Le trafic illégal de Lyrica est en hausse depuis plusieurs années en Belgique, un phénomène qui touche principalement les populations plus vulnérables.
Henry Meekers
Publié le 08-05-2026 à 19h13

La consommation de Lyrica, un médicament antiépileptique, est en forte hausse ces dernières années en Belgique. Initialement prescrit contre l’épilepsie et les douleurs neuropathologiques, le médicament est de plus en plus détourné de son usage médical.
Trois trafiquants en possession de 2600 comprimés de Lyrica ont récemment été interpellés à Anvers. Un phénomène de plus en plus courant d’après Marc Vancoillie, chef du service des stupéfiants de la Police judiciaire fédérale. “Nous y accordons une attention particulière en interne, car nous constatons une nette augmentation. Probablement parce qu’il s’agit d’un médicament relativement bon marché”, précise-t-il.
Une drogue “bon marché”
Le médicament est trouvable de plus en plus facilement sur le marché noir, une pilule peut se vendre entre un et cinq euros, ce qui lui vaut le surnom de “drogue du pauvre”. Les autorités affirment que la majorité de ces contrefaçons proviennent de pays comme la c ou l’Inde et sont directement envoyés par voie postale.
Le trafic de Lyrica peut aussi se passer par la voie légale. Le médicament est disponible sur ordonnance et de plus en plus de pharmaciens signalent des abus, selon le Centre belge d’information pharmacothérapeutique (CBIP). Coïncidence ou non, environ 20.000 personnes possédaient une ordonnance en 2014 contre plus de 170.000 dix ans plus tard.
Quels effets ?
Une surconsommation de prégabaline, la substance active du Lyrica, est régulièrement associée à d’autres analgésiques comme la morphine ou l’héroïne.

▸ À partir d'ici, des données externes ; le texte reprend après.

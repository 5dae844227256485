// rapsa-core/src/identity/card.rs
// ============================================================================
// Module: Card Numbers
// Description: Sixteen-digit payment-card numbers with Luhn validation.
// Purpose: Validate card numbers and carry their compact base-62 form.
// Dependencies: crate::{base62, identity, interfaces}, serde
// ============================================================================

//! ## Overview
//! A [`CardNumber`] holds a 16-digit card number together with its compact
//! base-62 form. The mod-10 Luhn check runs once at construction; doubling
//! applies to even positions counted from the start of the number. The
//! leading six digits form the BIN used for issuer resolution.

// ============================================================================
// SECTION: Imports
// ============================================================================

use std::fmt;

use serde::Deserialize;
use serde::Serialize;

use crate::base62;
use crate::identity::IdentifierError;
use crate::identity::IdentifierKind;
use crate::identity::bank::BankDescriptor;
use crate::interfaces::BankDirectory;

// ============================================================================
// SECTION: Constants
// ============================================================================

/// Number of digits in a canonical card number.
const CARD_LENGTH: usize = 16;

/// Number of leading digits forming the bank identification number.
const BIN_LENGTH: usize = 6;

// ============================================================================
// SECTION: Card Number
// ============================================================================

/// Validated 16-digit payment-card number with its compact base-62 form.
#[derive(Debug, Clone, PartialEq, Eq, Hash, Serialize, Deserialize)]
#[serde(try_from = "String", into = "String")]
pub struct CardNumber {
    /// Canonical decimal form, exactly sixteen digits.
    decimal: String,
    /// Compact base-62 form.
    compact: String,
}

impl CardNumber {
    /// Constructs a card number from its canonical 16-digit decimal form.
    ///
    /// # Errors
    ///
    /// Returns [`IdentifierError`] when the input does not match the card
    /// pattern or fails the Luhn check.
    pub fn from_decimal(decimal: &str) -> Result<Self, IdentifierError> {
        validate_format(decimal)?;
        if !luhn_valid(decimal) {
            return Err(IdentifierError::InvalidChecksum {
                kind: IdentifierKind::Card,
            });
        }
        let compact = base62::encode(decimal).map_err(|source| IdentifierError::Codec {
            kind: IdentifierKind::Card,
            source,
        })?;
        Ok(Self {
            decimal: decimal.to_string(),
            compact,
        })
    }

    /// Constructs a card number from its compact base-62 form.
    ///
    /// # Errors
    ///
    /// Returns [`IdentifierError`] when the input is not base-62 text, does
    /// not decode to sixteen digits, or fails the Luhn check.
    pub fn from_compact(compact: &str) -> Result<Self, IdentifierError> {
        let decimal = base62::decode(compact).map_err(|source| IdentifierError::Codec {
            kind: IdentifierKind::Card,
            source,
        })?;
        if decimal.len() != CARD_LENGTH {
            return Err(IdentifierError::invalid_format(
                IdentifierKind::Card,
                "decoded value must have exactly 16 digits",
            ));
        }
        Self::from_decimal(&decimal)
    }

    /// Classifies input as canonical decimal or compact and constructs.
    ///
    /// Input is treated as canonical decimal exactly when it is sixteen
    /// decimal digits; anything else is decoded as compact text.
    ///
    /// # Errors
    ///
    /// Returns [`IdentifierError`] when construction fails under the
    /// selected interpretation.
    pub fn parse(input: &str) -> Result<Self, IdentifierError> {
        if input.len() == CARD_LENGTH && input.bytes().all(|byte| byte.is_ascii_digit()) {
            Self::from_decimal(input)
        } else {
            Self::from_compact(input)
        }
    }

    /// Returns the compact base-62 form.
    #[must_use]
    pub fn encoded(&self) -> &str {
        &self.compact
    }

    /// Returns the canonical decimal form.
    #[must_use]
    pub fn decoded(&self) -> &str {
        &self.decimal
    }

    /// Re-exposes the checksum result established at construction.
    #[must_use]
    pub fn is_valid(&self) -> bool {
        luhn_valid(&self.decimal)
    }

    /// Returns the bank identification number, the leading six digits.
    #[must_use]
    pub fn bin(&self) -> &str {
        &self.decimal[..BIN_LENGTH]
    }

    /// Resolves the issuing bank by BIN membership in the directory.
    ///
    /// An unmatched BIN yields [`BankDescriptor::unknown`].
    #[must_use]
    pub fn bank_of(&self, directory: &impl BankDirectory) -> BankDescriptor {
        directory.by_bin(self.bin()).unwrap_or_else(BankDescriptor::unknown)
    }
}

impl fmt::Display for CardNumber {
    fn fmt(&self, f: &mut fmt::Formatter<'_>) -> fmt::Result {
        f.write_str(&self.decimal)
    }
}

impl TryFrom<String> for CardNumber {
    type Error = IdentifierError;

    fn try_from(value: String) -> Result<Self, Self::Error> {
        Self::from_decimal(&value)
    }
}

impl From<CardNumber> for String {
    fn from(card: CardNumber) -> Self {
        card.decimal
    }
}

// ============================================================================
// SECTION: Validation
// ============================================================================

/// Ensures the input matches the canonical card pattern.
fn validate_format(decimal: &str) -> Result<(), IdentifierError> {
    if decimal.len() != CARD_LENGTH || !decimal.bytes().all(|byte| byte.is_ascii_digit()) {
        return Err(IdentifierError::invalid_format(
            IdentifierKind::Card,
            "expected exactly 16 decimal digits",
        ));
    }
    if decimal.starts_with('0') {
        return Err(IdentifierError::invalid_format(
            IdentifierKind::Card,
            "first digit must be non-zero",
        ));
    }
    if decimal[1..11].bytes().all(|byte| byte == b'0') {
        return Err(IdentifierError::invalid_format(
            IdentifierKind::Card,
            "digits 2 through 11 must not all be zero",
        ));
    }
    if decimal[10..16].bytes().all(|byte| byte == b'0') {
        return Err(IdentifierError::invalid_format(
            IdentifierKind::Card,
            "digits 11 through 16 must not all be zero",
        ));
    }
    Ok(())
}

/// Runs the mod-10 Luhn check over the full sixteen-digit number.
///
/// Doubling applies at even indexes counted from the start of the number.
fn luhn_valid(decimal: &str) -> bool {
    let mut sum = 0_u32;
    for (index, byte) in decimal.bytes().enumerate() {
        let mut digit = u32::from(byte - b'0');
        if index % 2 == 0 {
            digit *= 2;
            if digit > 9 {
                digit -= 9;
            }
        }
        sum += digit;
    }
    sum % 10 == 0
}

Les consommateurs entrent dans un état d’euphorie, ressentent moins la douleur et “ont une vision plus optimiste de la vie” d’après Jan Tytgat, toxicologue.
Dans un usage médical, le médicament peut prévenir les crises d’une personne épileptique et lui sauver la vie, mais tout dosage supérieur à 600 milligrammes quotidiennement peut s’avérer fatal. À ça s’ajoutent des risques de problèmes respiratoires et de troubles du rythme cardiaque.
Le médicament n’est, pour le moment, pas consommé en festivals ou fêtes par les jeunes, mais plutôt par une population plus vulnérable selon la police et le service d’information sur les drogues. Les demandeurs d’asile et les sans-abri sont particulièrement touchés par ce fléau.